Le Conseil constitutionnel, par une décision du 23 mars 2023, s’est prononcé sur les conséquences du rejet d’un compte de campagne lors d’élections législatives. Une candidate aux élections législatives de juin 2022 a vu son compte de campagne rejeté par l’autorité administrative de contrôle des financements politiques. Ce rejet faisait suite à l’omission d’une dépense de communication de soixante euros acquittée par le parti politique ayant investi l’intéressée lors du scrutin. Saisi par l’organe de contrôle le 26 décembre 2022, le juge constitutionnel devait déterminer si cette irrégularité justifiait le rejet du compte et l’inéligibilité. La candidate a soutenu des observations tendant à contester la gravité du manquement relevé initialement par l’administration dans sa décision du 19 décembre 2022. Le problème de droit résidait dans l’appréciation du caractère exhaustif des recettes électorales face à une omission de faible importance financière. Le juge confirme le rejet du compte de campagne mais refuse de prononcer l’inéligibilité de la candidate évincée de la compétition électorale. L’analyse de cette décision s’articulera autour de la confirmation de la rigueur comptable électorale puis de la tempérance manifestée quant à la sanction d’inéligibilité.
I. La confirmation de la rigueur comptable en matière électorale
A. L’impératif d’exhaustivité des dépenses et recettes électorales
L’article L. 52-12 du code électoral impose aux candidats de retracer l’ensemble des dépenses engagées pour leur élection dans un document comptable unique. Ce compte doit inclure « les avantages directs ou indirects, les prestations de services et dons en nature » perçus durant la période légale. Le juge rappelle ici que chaque dépense effectuée avec l’accord du candidat doit figurer obligatoirement dans les écritures déposées devant l’administration. Cette obligation garantit la transparence du financement de la vie politique et permet de vérifier le respect effectif du plafonnement des dépenses. Le formalisme strict entourant l’élaboration de ce document constitue ainsi la pierre angulaire du contrôle exercé sur la régularité des opérations électorales.
B. La sanction automatique du défaut de description exacte des frais
Le rejet du compte de campagne est fondé sur le « défaut de description exacte de la totalité des dépenses relatives à l’élection ». En l’espèce, une prestation de communication évaluée à soixante euros n’avait pas été déclarée comme un concours en nature par la candidate. Bien que le montant soit modeste, son omission caractérise un manquement aux règles de fond imposées par la législation électorale en vigueur. La décision précise que « c’est à bon droit que [l’autorité de contrôle] a rejeté son compte » au regard des pièces du dossier. Cette solution souligne que l’absence de sincérité ou d’exhaustivité, même partielle, emporte nécessairement l’irrégularité globale de la comptabilité présentée aux services officiels.

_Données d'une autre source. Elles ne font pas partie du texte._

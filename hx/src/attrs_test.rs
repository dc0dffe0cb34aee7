use super::*;
use markup::{args, render, tags::div};

fn pair(attr: &Attribute) -> (&str, Option<&str>) {
    (attr.key(), attr.value())
}

#[test]
fn request_helpers() {
    assert_eq!(pair(&hx_get("/a")), ("hx-get", Some("/a")));
    assert_eq!(pair(&hx_post("/a")), ("hx-post", Some("/a")));
    assert_eq!(pair(&hx_put("/a")), ("hx-put", Some("/a")));
    assert_eq!(pair(&hx_delete("/a/1")), ("hx-delete", Some("/a/1")));
    assert_eq!(pair(&hx_patch("/a")), ("hx-patch", Some("/a")));
}

#[test]
fn targeting_helpers() {
    assert_eq!(pair(&hx_target("closest .todo-item")), ("hx-target", Some("closest .todo-item")));
    assert_eq!(pair(&hx_swap("beforeend")), ("hx-swap", Some("beforeend")));
    assert_eq!(pair(&hx_swap_oob("true")), ("hx-swap-oob", Some("true")));
    assert_eq!(pair(&hx_select("#main")), ("hx-select", Some("#main")));
    assert_eq!(pair(&hx_select_oob("#nav")), ("hx-select-oob", Some("#nav")));
}

#[test]
fn parameter_helpers() {
    assert_eq!(pair(&hx_headers(r#"{"X-A":"1"}"#)), ("hx-headers", Some(r#"{"X-A":"1"}"#)));
    assert_eq!(pair(&hx_vals(r#"{"k":"v"}"#)), ("hx-vals", Some(r#"{"k":"v"}"#)));
    assert_eq!(pair(&hx_include("[name=q]")), ("hx-include", Some("[name=q]")));
    assert_eq!(pair(&hx_params("none")), ("hx-params", Some("none")));
    assert_eq!(pair(&hx_encoding("multipart/form-data")), ("hx-encoding", Some("multipart/form-data")));
}

#[test]
fn lifecycle_and_dialog_helpers() {
    assert_eq!(pair(&hx_trigger("every 2s")), ("hx-trigger", Some("every 2s")));
    assert_eq!(pair(&hx_indicator("#spinner")), ("hx-indicator", Some("#spinner")));
    assert_eq!(pair(&hx_disabled_elt("this")), ("hx-disabled-elt", Some("this")));
    assert_eq!(pair(&hx_sync("closest form:abort")), ("hx-sync", Some("closest form:abort")));
    assert_eq!(pair(&hx_confirm("Sure?")), ("hx-confirm", Some("Sure?")));
    assert_eq!(pair(&hx_prompt("Name?")), ("hx-prompt", Some("Name?")));
}

#[test]
fn history_and_transport_helpers() {
    assert_eq!(pair(&hx_push_url("true")), ("hx-push-url", Some("true")));
    assert_eq!(pair(&hx_replace_url("/x")), ("hx-replace-url", Some("/x")));
    assert_eq!(pair(&hx_ext("json-enc")), ("hx-ext", Some("json-enc")));
    assert_eq!(pair(&hx_sse("connect:/events")), ("hx-sse", Some("connect:/events")));
    assert_eq!(pair(&hx_ws("connect:/ws")), ("hx-ws", Some("connect:/ws")));
    assert_eq!(pair(&hx_disinherit("*")), ("hx-disinherit", Some("*")));
}

#[test]
fn boost_is_a_string_literal() {
    assert_eq!(pair(&hx_boost(true)), ("hx-boost", Some("true")));
    assert_eq!(pair(&hx_boost(false)), ("hx-boost", Some("false")));
}

#[test]
fn fixed_flags() {
    assert_eq!(pair(&hx_validate()), ("hx-validate", Some("true")));
    assert_eq!(pair(&hx_preserve()), ("hx-preserve", Some("true")));
}

#[test]
fn helpers_compose_into_markup() {
    let node = div(args![hx_get("/api/todos"), hx_trigger("load"), "Loading..."]).expect("div");
    assert_eq!(render(&node), r#"<div hx-get="/api/todos" hx-trigger="load">Loading...</div>"#);
}

#[test]
fn later_helper_overrides_earlier() {
    let node = div(args![hx_swap("innerHTML"), hx_target("#a"), hx_swap("outerHTML")]).expect("div");
    assert_eq!(render(&node), r##"<div hx-swap="outerHTML" hx-target="#a"></div>"##);
}

#[test]
fn text_helpers_agree_with_registry() {
    use crate::registry::make;

    let cases = [
        (hx_get("/x"), Behavior::Get),
        (hx_target("#x"), Behavior::Target),
        (hx_swap("outerHTML"), Behavior::Swap),
        (hx_trigger("load"), Behavior::Trigger),
        (hx_vals("{}"), Behavior::Vals),
        (hx_push_url("/x"), Behavior::PushUrl),
        (hx_disinherit("*"), Behavior::Disinherit),
    ];
    for (attr, behavior) in cases {
        assert_eq!(behavior.rule(), crate::ValueRule::Raw);
        let expected = make(behavior, attr.value().unwrap_or_default()).unwrap();
        assert_eq!(attr, expected, "{behavior:?}");
    }
}
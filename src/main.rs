use clap::Parser;
use metagraph_workflow_config::cli;
use tracing_subscriber::EnvFilter;

fn main() -> anyhow::Result<()> {
    let cli = cli::Cli::parse();

    // Initialize logging based on verbosity flag
    let filter = if cli.verbose {
        EnvFilter::new("metagraph_workflow_config=debug,info")
    } else {
        EnvFilter::new("metagraph_workflow_config=warn")
    };

    tracing_subscriber::fmt()
        .with_env_filter(filter)
        .with_target(false)
        .without_time()
        .with_writer(std::io::stderr)
        .init();

    match cli.command {
        cli::Commands::Keys(args) => {
            cli::keys::run(args, cli.format)?;
        }
        cli::Commands::Formats => {
            cli::formats::run(cli.format)?;
        }
        cli::Commands::LabelOption(args) => {
            cli::label_option::run(args, cli.format)?;
        }
    }

    Ok(())
}
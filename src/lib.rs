//! # metagraph-workflow-config
//!
//! Configuration vocabulary for the metagraph indexing workflow.
//!
//! The workflow reads its parameters from a user-edited config file and passes
//! annotation options on to the `metagraph` command line. This crate names
//! every key such a file may contain and every annotation value the workflow
//! understands, so that callers never spell a literal by hand.
//!
//! ## Features
//!
//! - **Key constants**: every config key as a `&'static str`
//! - **Typed keys**: [`ConfigKey`] and [`RuleResourceKey`] with group and value kind
//! - **Label sources**: [`AnnotationLabelsSource`] mapped to `--anno-header` / `--anno-filename`
//! - **Annotation formats**: the nine supported [`AnnotationFormat`]s
//! - **Typed settings**: [`WorkflowSettings`], a serde record of the whole config
//!
//! ## Example
//!
//! ```rust
//! use metagraph_workflow_config::{AnnotationFormat, AnnotationLabelsSource, ConfigKey};
//!
//! let source: AnnotationLabelsSource = "sequence_headers".parse().unwrap();
//! assert_eq!(source.to_annotation_cmd_option(), "--anno-header");
//!
//! let format: AnnotationFormat = "relax.row_diff_brwt".parse().unwrap();
//! assert!(format.is_relaxed() && format.is_row_diff());
//!
//! assert_eq!(ConfigKey::MaxThreads.as_str(), "max_threads");
//! ```
//!
//! ## Modules
//!
//! - [`core`]: Keys, annotation enumerations, typed settings and errors
//! - [`cli`]: Command-line interface implementation

pub mod cli;
pub mod core;

// Re-export commonly used types for convenience
pub use core::annotation::{AnnotationFormat, AnnotationFormats, AnnotationLabelsSource};
pub use core::error::WorkflowConfigError;
pub use core::keys::{ConfigKey, KeyGroup, RuleResourceKey, ValueKind};
pub use core::settings::{RuleResources, WorkflowSettings};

II. La tempérance du juge constitutionnel face au prononcé de l’inéligibilité
A. Les conditions de fond nécessaires au prononcé de la sanction
Le code électoral dispose que l’inéligibilité ne peut être déclarée qu’en cas de « volonté de fraude ou de manquement d’une particulière gravité ». Le Conseil constitutionnel opère donc une distinction essentielle entre l’irrégularité formelle du compte de campagne et la faute justifiant une exclusion électorale. Cette appréciation restrictive protège le droit de se porter candidat contre des sanctions qui seraient disproportionnées au regard des faits reprochés. Le juge vérifie si le manquement a pu altérer la sincérité du scrutin ou s’il traduit une intention délibérée de contourner la loi. La gravité s’apprécie alors concrètement en fonction du contexte de l’élection et de l’ampleur des sommes dissimulées à l’autorité publique.
B. L’application du principe de proportionnalité au faible montant en cause
Le Conseil relève que l’irrégularité commise par la candidate, « pour regrettable qu’elle soit, n’est pas de nature à entraîner le prononcé d’une inéligibilité ». Cette clémence juridictionnelle est explicitement justifiée par le « faible montant de la somme en cause » dans le cadre de la campagne électorale. La décision illustre la volonté de ne pas frapper d’une sanction infamante des erreurs de gestion purement matérielles ou de portée négligeable. Bien que le rejet du compte soit maintenu, l’absence d’inéligibilité permet de préserver l’équilibre entre la rigueur nécessaire et l’équité due aux citoyens. Le juge constitutionnel consacre ainsi une jurisprudence pragmatique où le montant financier demeure un critère déterminant de la gravité du manquement.